> _ABOUT THIS TASK_: Say how many lines of the listing below hold the word "introspection". Give only that number.

> _THE DATA_:
//! Snapshots of device state as reported by the registry and the OS.

use std::collections::BTreeSet;

use crate::UnitId;

/// Registry metadata for one installed unit.
#[derive(Debug, Clone, PartialEq, Eq)]
pub struct RegistryEntry {
    pub unit: UnitId,
    pub label: String,
    pub enabled: bool,
    /// Hidden or suspended at the OS level, regardless of our ledger.
    pub hidden: bool,
    pub system: bool,
    /// Class name of the registered launch entry point, if the unit declares one.
    pub launch_entry: Option<String>,
}

impl RegistryEntry {
    #[must_use]
    pub fn new(unit: UnitId) -> Self {
        let label = unit.as_str().to_string();
        Self {
            unit,
            label,
            enabled: true,
            hidden: false,
            system: false,
            launch_entry: None,
        }
    }

    pub fn with_launch_entry(mut self, class_name: impl Into<String>) -> Self {
        self.launch_entry = Some(class_name.into());
        self
    }
}

/// An addressable starting component of a unit.
#[derive(Debug, Clone, PartialEq, Eq)]
pub struct EntryPoint {
    /// Fully-qualified class name (`com.example.app.MainActivity`).
    pub class_name: String,
    pub exported: bool,
    /// Matches `ACTION_MAIN` + `CATEGORY_LAUNCHER`.
    pub launcher: bool,
    /// Resolver priority of the launcher filter; higher wins.
    pub priority: i32,
}

impl EntryPoint {
    #[must_use]
    pub fn new(class_name: impl Into<String>) -> Self {
        Self {
            class_name: class_name.into(),
            exported: false,
            launcher: false,
            priority: 0,
        }
    }

    pub fn exported(mut self) -> Self {
        self.exported = true;
        self
    }

    pub fn launcher(mut self, priority: i32) -> Self {
        self.launcher = true;
        self.exported = true;
        self.priority = priority;
        self
    }

    /// Expand a manifest-relative name (`.MainActivity`) against its unit.
    #[must_use]
    pub fn qualify(unit: &UnitId, class_name: &str) -> String {
        if class_name.starts_with('.') {
            format!("{unit}{class_name}")
        } else {
            class_name.to_string()
        }
    }
}

/// One entry of the OS recent-task list.
#[derive(Debug, Clone, PartialEq, Eq)]
pub struct TaskInfo {
    pub task_id: i32,
    pub base_unit: Option<UnitId>,
    pub top_unit: Option<UnitId>,
}

impl TaskInfo {
    #[must_use]
    pub fn involves(&self, unit: &UnitId) -> bool {
        self.base_unit.as_ref() == Some(unit) || self.top_unit.as_ref() == Some(unit)
    }
}

/// OS-observed set of units with at least one live process.
///
/// May be partial when the capability lacks full introspection rights.
#[derive(Debug, Clone, Default, PartialEq, Eq)]
pub struct RunningSet {
    units: BTreeSet<UnitId>,
    partial: bool,
}

impl RunningSet {
    /// Build from raw process names; `unit:suffix` processes count as `unit`.
    pub fn from_process_names<I, S>(names: I) -> Self
    where
        I: IntoIterator<Item = S>,
        S: AsRef<str>,
    {
        let units = names
            .into_iter()
            .filter_map(|name| UnitId::from_process_name(name.as_ref()))
            .collect();
        Self {
            units,
            partial: false,
        }
    }

    pub fn mark_partial(mut self) -> Self {
        self.partial = true;
        self
    }

    #[must_use]
    pub fn contains(&self, unit: &UnitId) -> bool {
        self.units.contains(unit)
    }

    #[must_use]
    pub fn is_partial(&self) -> bool {
        self.partial
    }

    #[must_use]
    pub fn len(&self) -> usize {
        self.units.len()
    }

    #[must_use]
    pub fn is_empty(&self) -> bool {
        self.units.is_empty()
    }

    pub fn iter(&self) -> impl Iterator<Item = &UnitId> {
        self.units.iter()
    }
}

impl FromIterator<UnitId> for RunningSet {
    fn from_iter<T: IntoIterator<Item = UnitId>>(iter: T) -> Self {
        Self {
            units: iter.into_iter().collect(),
            partial: false,
        }
    }
}

/// Whether the device is confined to a kiosk-like single-app mode.
#[derive(Debug, Clone, Copy, PartialEq, Eq, Default)]
pub enum ExecutionContext {
    #[default]
    Normal,
    Restricted,
}

impl ExecutionContext {
    #[must_use]
    pub const fn is_restricted(self) -> bool {
        matches!(self, Self::Restricted)
    }
}
use thiserror::Error;

use crate::UnitId;

/// Failure of a privileged capability call.
#[derive(Debug, Clone, Error, PartialEq, Eq)]
pub enum CapabilityError {
    /// The process does not hold the privileged capability at all.
    #[error("privileged capability is not held")]
    NotHeld,
    /// The OS accepted the call but refused to apply it to these units.
    #[error("policy rejected request for {unit}: {reason}")]
    Rejected { unit: UnitId, reason: String },
    #[error("capability call failed: {0}")]
    Failed(String),
    #[error("operation not supported by this backend: {0}")]
    Unsupported(&'static str),
}

#[derive(Debug, Clone, Error, PartialEq, Eq)]
pub enum RegistryError {
    #[error("unit not installed: {0}")]
    NotFound(UnitId),
    #[error("registry lookup failed: {0}")]
    Lookup(String),
}

/// Failure of the activity host (start, broadcast, introspection).
#[derive(Debug, Clone, Error, PartialEq, Eq)]
pub enum HostError {
    #[error("no component handles {0}")]
    NoHandler(String),
    #[error("start rejected: {0}")]
    Rejected(String),
    #[error("host call failed: {0}")]
    Failed(String),
    #[error("operation not supported by this backend: {0}")]
    Unsupported(&'static str),
}
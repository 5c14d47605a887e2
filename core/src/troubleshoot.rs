//! Troubleshoot advisor.
//!
//! Classifies why a unit cannot be started and proposes remediations. It
//! only reads state; carrying out a remediation goes through the launcher.

use std::collections::BTreeMap;
use std::sync::Arc;

use deepfreeze_config::TroubleshootConfig;
use deepfreeze_types::{Remediation, RemediationAction, TroubleshootResult, UnitId};
use tracing::{debug, info, warn};

use crate::launch::AppLauncher;

const JAZZCASH_UNIT: &str = "com.techlogix.mobilinkcustomer";
const ISLAM360_UNIT: &str = "com.islam360";
const EASYPAISA_UNIT: &str = "com.telenor.phoenix.pk";
const QURAN_UNIT: &str = "com.quran.labs.androidquran";

fn remediation(title: &str, detail: &str, action: RemediationAction) -> Remediation {
    Remediation::new(title, detail, action)
}

/// Fallback when no per-unit remediation list exists.
#[must_use]
pub fn generic_remediations() -> Vec<Remediation> {
    vec![
        remediation(
            "Clear app cache",
            "Settings > Apps > [App] > Storage > Clear Cache",
            RemediationAction::ClearCache,
        ),
        remediation(
            "Force stop app",
            "Settings > Apps > [App] > Force Stop",
            RemediationAction::ForceStop,
        ),
        remediation(
            "Check permissions",
            "Ensure all required permissions are granted",
            RemediationAction::CheckPermissions,
        ),
        remediation(
            "Reinstall app",
            "Uninstall and reinstall from Play Store",
            RemediationAction::Reinstall,
        ),
    ]
}

/// Fallback when no per-unit alternative list exists.
#[must_use]
pub fn generic_alternatives() -> Vec<Remediation> {
    vec![
        remediation(
            "Open via Play Store",
            "Open the store listing",
            RemediationAction::OpenStoreListing,
        ),
        remediation(
            "Check app info",
            "Open app info in settings",
            RemediationAction::OpenAppSettings,
        ),
        remediation(
            "Restart device",
            "Some apps require restart after installation",
            RemediationAction::RestartDevice,
        ),
    ]
}

/// Per-unit remediation and alternative lists.
#[derive(Debug, Clone, Default)]
pub struct RemediationTable {
    remediations: BTreeMap<UnitId, Vec<Remediation>>,
    alternatives: BTreeMap<UnitId, Vec<Remediation>>,
}

impl RemediationTable {
    #[must_use]
    pub fn builtin() -> Self {
        let mut remediations = BTreeMap::new();
        remediations.insert(
            UnitId::from_static(JAZZCASH_UNIT),
            vec![
                remediation(
                    "Clear app cache",
                    "Go to Settings > Apps > JazzCash > Storage > Clear Cache",
                    RemediationAction::ClearCache,
                ),
                remediation(
                    "Reset app preferences",
                    "Settings > Apps > Reset app preferences",
                    RemediationAction::Manual,
                ),
                remediation(
                    "Check app permissions",
                    "Ensure all permissions are granted",
                    RemediationAction::CheckPermissions,
                ),
                remediation(
                    "Update the app",
                    "Check Play Store for updates",
                    RemediationAction::UpdateApp,
                ),
                remediation(
                    "Reinstall app",
                    "Uninstall and reinstall from Play Store",
                    RemediationAction::Reinstall,
                ),
            ],
        );
        remediations.insert(
            UnitId::from_static(ISLAM360_UNIT),
            vec![
                remediation(
                    "Force stop and restart",
                    "Settings > Apps > Islam360 > Force Stop, then try again",
                    RemediationAction::ForceStop,
                ),
                remediation(
                    "Check storage space",
                    "Ensure device has enough storage",
                    RemediationAction::Manual,
                ),
                remediation(
                    "Clear app data",
                    "Settings > Apps > Islam360 > Storage > Clear Data",
                    RemediationAction::ClearData,
                ),
                remediation(
                    "Disable battery optimization",
                    "Settings > Battery > App optimization",
                    RemediationAction::Manual,
                ),
            ],
        );

        let mut alternatives = BTreeMap::new();
        alternatives.insert(
            UnitId::from_static(JAZZCASH_UNIT),
            vec![
                remediation(
                    "Try opening via web",
                    "https://jazzcash.com.pk",
                    RemediationAction::OpenUri("https://jazzcash.com.pk".to_string()),
                ),
                remediation(
                    "Check if JazzCash is updated",
                    "Update from Play Store",
                    RemediationAction::OpenStoreListing,
                ),
                remediation(
                    "Use USSD code",
                    "*786#",
                    RemediationAction::DialCode("*786#".to_string()),
                ),
            ],
        );
        alternatives.insert(
            UnitId::from_static(ISLAM360_UNIT),
            vec![
                remediation(
                    "Try web version",
                    "https://islam360.com",
                    RemediationAction::OpenUri("https://islam360.com".to_string()),
                ),
                remediation(
                    "Alternative Quran app",
                    QURAN_UNIT,
                    RemediationAction::LaunchAlternative(UnitId::from_static(QURAN_UNIT)),
                ),
                remediation(
                    "Check app permissions",
                    "Enable all required permissions",
                    RemediationAction::CheckPermissions,
                ),
            ],
        );
        alternatives.insert(
            UnitId::from_static(EASYPAISA_UNIT),
            vec![
                remediation(
                    "Try Easypaisa web",
                    "https://easypaisa.com.pk",
                    RemediationAction::OpenUri("https://easypaisa.com.pk".to_string()),
                ),
                remediation(
                    "Use USSD code",
                    "*786*1#",
                    RemediationAction::DialCode("*786*1#".to_string()),
                ),
            ],
        );

        Self {
            remediations,
            alternatives,
        }
    }

    /// Config lists replace built-in lists for the same unit.
    #[must_use]
    pub fn with_config(mut self, config: &TroubleshootConfig) -> Self {
        for (unit, list) in &config.remediations {
            self.remediations.insert(unit.clone(), list.clone());
        }
        for (unit, list) in &config.alternatives {
            self.alternatives.insert(unit.clone(), list.clone());
        }
        self
    }

    #[must_use]
    pub fn remediations(&self, unit: &UnitId) -> Vec<Remediation> {
        self.remediations
            .get(unit)
            .cloned()
            .unwrap_or_else(generic_remediations)
    }

    #[must_use]
    pub fn alternatives(&self, unit: &UnitId) -> Vec<Remediation> {
        self.alternatives
            .get(unit)
            .cloned()
            .unwrap_or_else(generic_alternatives)
    }
}

pub struct Troubleshooter {
    launcher: Arc<AppLauncher>,
    table: RemediationTable,
}

impl Troubleshooter {
    pub fn new(launcher: Arc<AppLauncher>, table: RemediationTable) -> Self {
        Self { launcher, table }
    }

    pub async fn classify(&self, unit: &UnitId) -> TroubleshootResult {
        let info = self.launcher.launch_info(unit).await;
        if let Some(error) = &info.error {
            warn!(unit = %unit, "Troubleshooting with incomplete registry data: {error}");
        }

        let result = if !info.installed || !info.enabled {
            TroubleshootResult::NotInstalled
        } else if info.hidden || info.suspended {
            TroubleshootResult::Suspended
        } else if !info.can_launch {
            TroubleshootResult::NoResolvableEntryPoint {
                alternatives: self.table.alternatives(unit),
            }
        } else {
            TroubleshootResult::LaunchFailedWithCandidates {
                remediations: self.table.remediations(unit),
            }
        };
        debug!(unit = %unit, ?result, "Classified launch failure");
        result
    }

    /// Try the unit's host-executable alternatives, store listing first.
    pub async fn attempt_alternative_launch(&self, unit: &UnitId) -> bool {
        let store = remediation(
            "Open via Play Store",
            "",
            RemediationAction::OpenStoreListing,
        );
        let mut plan = vec![store];
        plan.extend(self.table.alternatives(unit).into_iter().filter(|alt| {
            alt.action.is_host_action() && alt.action != RemediationAction::OpenStoreListing
        }));

        for alternative in &plan {
            if self.launcher.attempt_remediation(unit, alternative).await {
                info!(unit = %unit, alternative = %alternative.title, "Alternative launch succeeded");
                return true;
            }
        }
        warn!(unit = %unit, tried = plan.len(), "No alternative launch worked");
        false
    }
}
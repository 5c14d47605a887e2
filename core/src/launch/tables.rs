//! Per-unit launch hints: deep-link schemes and OS default actions.

use std::collections::BTreeMap;

use deepfreeze_config::LaunchConfig;
use deepfreeze_types::UnitId;

pub const ACTION_INSERT: &str = "android.intent.action.INSERT";
pub const ACTION_CAMERA_BUTTON: &str = "android.intent.action.CAMERA_BUTTON";
pub const ACTION_IMAGE_CAPTURE: &str = "android.media.action.IMAGE_CAPTURE";
pub const ACTION_CALL_BUTTON: &str = "android.intent.action.CALL_BUTTON";
pub const ACTION_CALCULATOR: &str = "android.intent.action.CALCULATOR";
pub const ACTION_SETTINGS: &str = "android.settings.SETTINGS";
const EVENT_MIME_TYPE: &str = "vnd.android.cursor.dir/event";

const DEEP_LINKS: &[(&str, &[&str])] = &[
    ("com.techlogix.mobilinkcustomer", &["jazzcash://", "mobilink://"]),
    ("com.telenor.phoenix.pk", &["easypaisa://", "telenor://"]),
    ("pk.com.ubl.omni", &["ublomni://", "ubl://"]),
    ("com.habibbank.hbl", &["hbl://"]),
    ("com.islam360", &["islam360://", "quran://"]),
    ("com.islamicfinder.prayertimes", &["islamicfinder://"]),
    ("com.instagram.android", &["instagram://"]),
    ("com.facebook.katana", &["fb://", "facebook://"]),
    ("com.twitter.android", &["twitter://"]),
    ("com.snapchat.android", &["snapchat://"]),
    ("com.whatsapp", &["whatsapp://"]),
    ("com.tiktok", &["tiktok://", "musically://"]),
    ("com.spotify.music", &["spotify://"]),
    ("com.netflix.mediaclient", &["nflx://"]),
];

// Lock-task mode needs links that land on a concrete screen.
const RESTRICTED_DEEP_LINKS: &[(&str, &[&str])] = &[
    ("com.techlogix.mobilinkcustomer", &["jazzcash://main", "mobilink://app"]),
    ("com.islam360", &["islam360://main", "quran://home"]),
    ("com.openai.chatgpt", &["chatgpt://chat", "openai://app"]),
    ("com.deepseek.chat", &["deepseek://chat"]),
    ("com.instagram.android", &["instagram://camera"]),
    ("com.whatsapp", &["whatsapp://send"]),
    ("com.facebook.katana", &["fb://feed"]),
    ("com.twitter.android", &["twitter://timeline"]),
];

/// An OS default action that opens a unit without naming a component.
#[derive(Debug, Clone, PartialEq, Eq)]
pub struct SystemAction {
    pub action: String,
    pub data: Option<String>,
    pub mime_type: Option<String>,
}

impl SystemAction {
    fn new(action: &str) -> Self {
        Self {
            action: action.to_string(),
            data: None,
            mime_type: None,
        }
    }

    fn with_data(mut self, data: &str) -> Self {
        self.data = Some(data.to_string());
        self
    }

    fn with_mime_type(mut self, mime_type: &str) -> Self {
        self.mime_type = Some(mime_type.to_string());
        self
    }
}

#[derive(Debug, Clone, Default)]
pub struct LaunchTables {
    deep_links: BTreeMap<UnitId, Vec<String>>,
    restricted_deep_links: BTreeMap<UnitId, Vec<String>>,
    system_actions: BTreeMap<UnitId, SystemAction>,
}

impl LaunchTables {
    #[must_use]
    pub fn builtin() -> Self {
        let view = deepfreeze_types::intent::ACTION_VIEW;
        let system_actions = [
            ("com.android.camera2", SystemAction::new(ACTION_CAMERA_BUTTON)),
            ("com.android.calculator2", SystemAction::new(ACTION_CALCULATOR)),
            (
                "com.android.calendar",
                SystemAction::new(ACTION_INSERT).with_mime_type(EVENT_MIME_TYPE),
            ),
            ("com.android.contacts", SystemAction::new(view)),
            ("com.android.settings", SystemAction::new(ACTION_SETTINGS)),
            (
                "com.android.chrome",
                SystemAction::new(view).with_data("https://www.google.com"),
            ),
            ("com.sec.android.app.camera", SystemAction::new(ACTION_IMAGE_CAPTURE)),
            (
                "com.samsung.android.calendar",
                SystemAction::new(ACTION_INSERT).with_mime_type(EVENT_MIME_TYPE),
            ),
            ("com.samsung.android.dialer", SystemAction::new(ACTION_CALL_BUTTON)),
            (
                "com.techlogix.mobilinkcustomer",
                SystemAction::new(view).with_data("https://jazzcash.com.pk"),
            ),
            ("com.telenor.phoenix.pk", SystemAction::new(view)),
        ]
        .into_iter()
        .map(|(unit, action)| (UnitId::from_static(unit), action))
        .collect();

        Self {
            deep_links: link_table(DEEP_LINKS),
            restricted_deep_links: link_table(RESTRICTED_DEEP_LINKS),
            system_actions,
        }
    }

    /// Built-in tables extended by config; config entries replace built-ins
    /// for the same unit.
    #[must_use]
    pub fn with_config(mut self, config: &LaunchConfig) -> Self {
        for (unit, links) in &config.deep_links {
            self.deep_links.insert(unit.clone(), links.clone());
        }
        for (unit, action) in &config.system_actions {
            self.system_actions.insert(
                unit.clone(),
                SystemAction {
                    action: action.action.clone(),
                    data: action.data.clone(),
                    mime_type: action.mime_type.clone(),
                },
            );
        }
        self
    }

    #[must_use]
    pub fn deep_links(&self, unit: &UnitId) -> &[String] {
        self.deep_links
            .get(unit)
            .map(Vec::as_slice)
            .unwrap_or_default()
    }

    /// Links for lock-task mode; falls back to the general table.
    #[must_use]
    pub fn restricted_deep_links(&self, unit: &UnitId) -> &[String] {
        self.restricted_deep_links
            .get(unit)
            .map_or_else(|| self.deep_links(unit), Vec::as_slice)
    }

    #[must_use]
    pub fn system_action(&self, unit: &UnitId) -> Option<&SystemAction> {
        self.system_actions.get(unit)
    }
}

fn link_table(entries: &[(&'static str, &[&str])]) -> BTreeMap<UnitId, Vec<String>> {
    entries
        .iter()
        .map(|(unit, links)| {
            (
                UnitId::from_static(*unit),
                links.iter().map(|l| (*l).to_string()).collect(),
            )
        })
        .collect()
}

> _WRITTEN RESPONSE_: 2